Best Songs of 2013 So Far
It's mid-June, the year's halfway point, and with that comes the inevitable Best Songs of 2013 So Far list. This 10-song tally was a real bear to compile, and that's because 2013 has been a great year for music. Picking the year's top 10 songs required a lot of soul-searching and quiet contemplation. At one point, we consulted a mystic. There's always the temptation to select super obscure or avant-garde tracks -- the more grating your faves, the hipper you are, after all -- but we decided to try a little honesty and stock our 10 Best Songs of 2013 So Far list with tunes we actually enjoy and find ourselves coming back to. We're confident we'll be spinning these in December and well into 2014, unless some dubstep-influenced free-jazz octet totally blows our mind and renders all other music unlistenable.
This one starts on a desert road -- "where everything ends up," singer Josh Homme tells us -- and rockets to the cosmos, where the titular deity prepares to rain fire on us earthly peons. The Queens bow before Ra, but they also bring some heat of their own, kicking off their first album in six years with an absolute scorcher of a lead single. Homme's riffs smolder with primal ferocity, making this 2013's go-to track for pagan sacrifices.
Not every Diffuser.fm contributor digs this L.A. band's indie take on freestyle -- the Latin-tinged electro-pop variant made popular by groups like Lisa Lisa and the Cult Jam back in the late '80s -- but 'The Hardest Part' is a strong contender for the Summer Jam of 2013. On this, the standout track from their excellent sophomore disc, 'Kids in L.A.,' the duo of Jesse Kival and Zinzi Edmundson breeze into the party sockless and rocking blazers, the scent of mousse in their hair. Intoxicating stuff.
Indie rockers and EDM heads alike are psyched on this U.K. duo's debut, 'Settle,' and 'When a Fire Starts to Burn' shows why. The right mix of house throb and punkish attitude, this is the kind of dance music few can make but everyone can understand. The rest of the album is great -- soulful, pulsing and sexy as hell -- but thanks to its titular refrain, 'When a Fire Starts to Burn' will go down as one of the best songs of 2013.
The title track on Wavves' killer fourth album references Weezer in both its lyrics and overall sound, and while that's not surprising, given the pervasiveness of '90s nostalgia among today's guitar bands, stoned-out mastermind Nathan Williams does the fuzz-and-shrug thing better than just about anyone.

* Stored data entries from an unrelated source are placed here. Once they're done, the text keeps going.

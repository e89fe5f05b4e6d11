//! Display state of the weather panel.
//!
//! Every fetch is issued under a fresh generation number. Only the
//! completion carrying the latest generation may change the state, so a slow
//! response for an old query can never overwrite the answer for a newer one.

use crate::error::FetchError;
use crate::location::LocationQuery;
use crate::models::WeatherSnapshot;
use tracing::{debug, info};

#[derive(Debug, Clone, PartialEq, Default)]
pub enum FetchState {
    #[default]
    Idle,
    Loading,
    Error(FetchError),
    Success(WeatherSnapshot),
}

/// Request token handed to whoever performs the network call.
#[derive(Debug, Clone, PartialEq)]
pub struct FetchTicket {
    pub generation: u64,
    pub query: LocationQuery,
}

#[derive(Debug, Default)]
pub struct WeatherFetcher {
    state: FetchState,
    generation: u64,
    query: Option<LocationQuery>,
}

impl WeatherFetcher {
    pub fn new() -> Self {
        Self::default()
    }

    pub fn state(&self) -> &FetchState {
        &self.state
    }

    pub fn generation(&self) -> u64 {
        self.generation
    }

    pub fn snapshot(&self) -> Option<&WeatherSnapshot> {
        match &self.state {
            FetchState::Success(snap) => Some(snap),
            _ => None,
        }
    }

    /// Starts a fetch for `query`. Any earlier request becomes stale.
    pub fn begin(&mut self, query: LocationQuery) -> FetchTicket {
        self.generation += 1;
        self.state = FetchState::Loading;
        self.query = Some(query.clone());
        debug!("Fetch #{} started for '{}'", self.generation, query.value);
        FetchTicket {
            generation: self.generation,
            query,
        }
    }

    /// Re-runs the fetch for the current query, if there is one.
    pub fn refresh(&mut self) -> Option<FetchTicket> {
        let query = self.query.clone()?;
        info!("Refreshing weather for '{}'", query.value);
        Some(self.begin(query))
    }

    /// Applies a completed fetch. Returns `false` when the result belongs to
    /// a superseded request and was dropped.
    ///
    /// A failure replaces whatever was on screen, so an old snapshot is
    /// never shown next to the error.
    pub fn complete(
        &mut self,
        generation: u64,
        result: Result<WeatherSnapshot, FetchError>,
    ) -> bool {
        if generation != self.generation {
            debug!(
                "Dropping result of fetch #{} (latest is #{})",
                generation, self.generation
            );
            return false;
        }

        self.state = match result {
            Ok(snapshot) => {
                info!("Weather loaded for {}", snapshot.resolved_address);
                FetchState::Success(snapshot)
            }
            Err(e) => FetchState::Error(e),
        };
        true
    }
}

At first, we thought Vampire Weekend were covering 'Footloose' or 'Faith,' but then this thing gets seriously glitchy and noisy, and these erstwhile New York preppies bolt in a direction they've never gone before. That's the case on much of 'Modern Vampires of the City,' the band's third and possibly album.
Like so many of Camera Obscura's choicest offerings, this one just makes you feel good. Of course, the Scottish indie-poppers also excel at sad-bastard ballads, and there are a few of those on their new album, 'Desire Lines,' but when they up the tempo, turn up the guitar chime and let singer Traceyanne Campbell work a melody, even the thickest thug in the pub has got to swoon.
Just before he wrote this song, the second single on Depeche Mode's latest, 'Delta Machine,' a hot-and-bothered Martin Gore must have found himself debating between a cold shower and a cold-ass synth jam. He made the right call, and thanks to a lusty performance by lead singer Dave Gahan, the Mode emerge with one of their darkiest, sexiest tunes in ages.
The pride of Hoboken open their 13th studio album with a nearly seven-minute psychedelic drone-pop pep talk. "Sometimes the bad guys come out on top / sometimes the good guys lose," frontman Ira Kaplan sings. "We try not to lose our hearts, to lose our minds." Songs like this help the cause.
This one gives 'Touched By an Angel' a whole new meaning, as Karen O alludes to romantic dalliances with a feathery guy who "fell down from the sky." That right there might have been enough to land this on our Best Songs of 2013 So Far list, but the music is its own sort of revelation. What starts as a sparse art-punk jam turns into the grandest gospel-pop collision since Madonna's 'Like a Prayer.'
Can you keep a secret? Wild Cub's debut, 'Youth,' actually dropped in 2012, though the U.K. release wasn't until January 2013, and it was around that time we finally got hip to this Nashville-based retro-pop group. Slick and danceable, Wild Cub call to mind all of our '80s faves -- Prince, Tears for Fears, Pet Shop Boys, Talking Heads -- and totally achieve what singer Keegan DeWitt told us was his primarily goal: "creating moments."